**INSTRUCTIONS TO FOLLOW:** Would you write out all of the entries below, exactly as they stand?
<<<<
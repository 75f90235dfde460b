//! Registration client configuration

use std::time::Duration;

/// Configuration for the HTTP registration client
///
/// The authority's base URL is explicit constructor state, never a
/// process-wide global, so the client can be built against a fake
/// authority in tests.
#[derive(Debug, Clone)]
pub struct RegistrarConfig {
    /// Base URL of the registration authority (e.g. "http://localhost:8889")
    pub base_url: String,

    /// Per-attempt request timeout; the client never hangs past this
    pub request_timeout: Duration,
}

impl Default for RegistrarConfig {
    fn default() -> Self {
        Self {
            base_url: "http://localhost:8889".to_string(),
            request_timeout: Duration::from_secs(5),
        }
    }
}

impl RegistrarConfig {
    /// Create a config for the given authority base URL
    pub fn with_base_url(base_url: impl Into<String>) -> Self {
        Self {
            base_url: base_url.into(),
            ..Default::default()
        }
    }

    /// Set the per-attempt request timeout
    pub fn request_timeout(mut self, timeout: Duration) -> Self {
        self.request_timeout = timeout;
        self
    }
}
>>>>
**RESPONSE BELOW:**
repository 75f90235dfde460b
//! Registration client configuration

use std::time::Duration;

/// Configuration for the HTTP registration client
///
/// The authority's base URL is explicit constructor state, never a
/// process-wide global, so the client can be built against a fake
/// authority in tests.
#[derive(Debug, Clone)]
pub struct RegistrarConfig {
    /// Base URL of the registration authority (e.g. "http://localhost:8889")
    pub base_url: String,

    /// Per-attempt request timeout; the client never hangs past this
    pub request_timeout: Duration,
}

impl Default for RegistrarConfig {
    fn default() -> Self {
        Self {
            base_url: "http://localhost:8889".to_string(),
            request_timeout: Duration::from_secs(5),
        }
    }
}

impl RegistrarConfig {
    /// Create a config for the given authority base URL
    pub fn with_base_url(base_url: impl Into<String>) -> Self {
        Self {
            base_url: base_url.into(),
            ..Default::default()
        }
    }

    /// Set the per-attempt request timeout
    pub fn request_timeout(mut self, timeout: Duration) -> Self {
        self.request_timeout = timeout;
        self
    }
}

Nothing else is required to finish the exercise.